YOUR INSTRUCTIONS
Scan the records that follow, and whenever a line has the word "InProgress", copy it.

Stored data:
--
//! Dependency graph construction and deterministic ordering.
//!
//! The builder scans declarations for reference tokens and explicit
//! `depends_on` entries, resolves them into edges, rejects unresolved
//! references and cycles, and computes a deterministic topological order
//! (Kahn's algorithm with a lexicographic tie-break).

use std::collections::{BTreeMap, BTreeSet};
use tracing::debug;

use crate::config::ResourceDecl;
use crate::error::{ConfigError, GraphError, Result, StratusError};

/// A validated, topologically-sortable dependency graph.
#[derive(Debug, Clone)]
pub struct DependencyGraph {
    /// Edges: logical name -> names it depends on.
    dependencies: BTreeMap<String, BTreeSet<String>>,
    /// Reverse edges: logical name -> names depending on it.
    dependents: BTreeMap<String, BTreeSet<String>>,
    /// Deterministic topological order (dependencies first).
    order: Vec<String>,
}

impl DependencyGraph {
    /// Builds the graph from a set of declarations.
    ///
    /// # Errors
    ///
    /// Returns `ReferenceUnresolved` if a declaration references a logical
    /// name not present in the set, and `CyclicDependency` if the reference
    /// graph contains a cycle.
    pub fn build(decls: &BTreeMap<String, ResourceDecl>) -> Result<Self> {
        let mut edges: BTreeMap<String, BTreeSet<String>> = BTreeMap::new();

        for (name, decl) in decls {
            let deps = decl.dependency_names().map_err(|message| {
                StratusError::Config(ConfigError::InvalidReference {
                    name: name.clone(),
                    message,
                })
            })?;

            let mut set = BTreeSet::new();
            for dep in deps {
                if !decls.contains_key(&dep) {
                    return Err(StratusError::Graph(GraphError::ReferenceUnresolved {
                        name: name.clone(),
                        target: dep,
                    }));
                }
                set.insert(dep);
            }
            edges.insert(name.clone(), set);
        }

        Self::from_edges(edges)
    }

    /// Builds a graph from pre-resolved edges.
    ///
    /// Used for teardown ordering, where edges come from `depends_on`
    /// recorded in state rather than from live declarations. Edge targets
    /// outside the node set are ignored.
    ///
    /// # Errors
    ///
    /// Returns `CyclicDependency` if the edges contain a cycle.
    pub fn from_edges(mut edges: BTreeMap<String, BTreeSet<String>>) -> Result<Self> {
        let nodes: BTreeSet<String> = edges.keys().cloned().collect();
        for deps in edges.values_mut() {
            deps.retain(|d| nodes.contains(d));
        }

        let mut dependents: BTreeMap<String, BTreeSet<String>> = nodes
            .iter()
            .map(|n| (n.clone(), BTreeSet::new()))
            .collect();
        for (name, deps) in &edges {
            for dep in deps {
                if let Some(set) = dependents.get_mut(dep) {
                    set.insert(name.clone());
                }
            }
        }

        let order = Self::topological_order(&edges, &dependents)?;
        debug!("Dependency order: {}", order.join(", "));

        Ok(Self {
            dependencies: edges,
            dependents,
            order,
        })
    }

    /// Kahn's algorithm with a `BTreeSet` ready set, so ties break
    /// lexicographically and plans are reproducible across runs.
    fn topological_order(
        dependencies: &BTreeMap<String, BTreeSet<String>>,
        dependents: &BTreeMap<String, BTreeSet<String>>,
    ) -> Result<Vec<String>> {
        let mut in_degree: BTreeMap<&str, usize> = dependencies
            .iter()
            .map(|(name, deps)| (name.as_str(), deps.len()))
            .collect();

        let mut ready: BTreeSet<&str> = in_degree
            .iter()
            .filter(|(_, degree)| **degree == 0)
            .map(|(name, _)| *name)
            .collect();

        let mut order = Vec::with_capacity(dependencies.len());

        while let Some(name) = ready.iter().next().copied() {
            ready.remove(name);
            order.push(name.to_string());

            if let Some(deps) = dependents.get(name) {
                for dependent in deps {
                    if let Some(degree) = in_degree.get_mut(dependent.as_str()) {
                        *degree -= 1;
                        if *degree == 0 {
                            ready.insert(dependent.as_str());
                        }
                    }
                }
            }
        }

        if order.len() < dependencies.len() {
            let cycle = Self::find_cycle(dependencies);
            return Err(StratusError::Graph(GraphError::CyclicDependency { cycle }));
        }

        Ok(order)
    }

    /// Extracts one concrete cycle path for the error message, via
    /// depth-first traversal tracking an in-progress set.
    fn find_cycle(dependencies: &BTreeMap<String, BTreeSet<String>>) -> Vec<String> {
        #[derive(Clone, Copy, PartialEq)]
        enum Mark {
            InProgress,
            Done,
        }

        fn visit<'a>(
            node: &'a str,
            dependencies: &'a BTreeMap<String, BTreeSet<String>>,
            marks: &mut BTreeMap<&'a str, Mark>,
            stack: &mut Vec<&'a str>,
        ) -> Option<Vec<String>> {
            marks.insert(node, Mark::InProgress);
            stack.push(node);

            if let Some(deps) = dependencies.get(node) {
                for dep in deps {
                    match marks.get(dep.as_str()) {
                        Some(Mark::InProgress) => {
                            let start = stack.iter().position(|n| *n == dep.as_str()).unwrap_or(0);
                            let mut cycle: Vec<String> =
                                stack[start..].iter().map(|s| (*s).to_string()).collect();
                            cycle.push(dep.clone());
                            return Some(cycle);
                        }
                        Some(Mark::Done) => {}
                        None => {
                            if let Some(cycle) = visit(dep, dependencies, marks, stack) {
                                return Some(cycle);
                            }
                        }
                    }
                }
            }

            stack.pop();
            marks.insert(node, Mark::Done);
            None
        }

        let mut marks = BTreeMap::new();
        let mut stack = Vec::new();
        for node in dependencies.keys() {
            if !marks.contains_key(node.as_str()) {
                if let Some(cycle) = visit(node, dependencies, &mut marks, &mut stack) {
                    return cycle;
                }
            }
        }
        Vec::new()
    }

    /// Returns the deterministic topological order, dependencies first.
    #[must_use]
    pub fn topo_order(&self) -> &[String] {
        &self.order
    }

    /// Returns the direct dependencies of a node.
    #[must_use]
    pub fn dependencies_of(&self, name: &str) -> Vec<&str> {
        self.dependencies
            .get(name)
            .map(|deps| deps.iter().map(String::as_str).collect())
            .unwrap_or_default()
    }

    /// Returns the direct dependents of a node.
    #[must_use]
    pub fn dependents_of(&self, name: &str) -> Vec<&str> {
        self.dependents
            .get(name)
            .map(|deps| deps.iter().map(String::as_str).collect())
            .unwrap_or_default()
    }

    /// Returns true if the graph contains the node.
    #[must_use]
    pub fn contains(&self, name: &str) -> bool {
        self.dependencies.contains_key(name)
    }

    /// Returns the number of nodes.
    #[must_use]
    pub fn len(&self) -> usize {
        self.dependencies.len()
    }

    /// Returns true if the graph has no nodes.
    #[must_use]
    pub fn is_empty(&self) -> bool {
        self.dependencies.is_empty()
    }
}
--
TASK RESPONSE
            InProgress,
            marks.insert(node, Mark::InProgress);
                        Some(Mark::InProgress) => {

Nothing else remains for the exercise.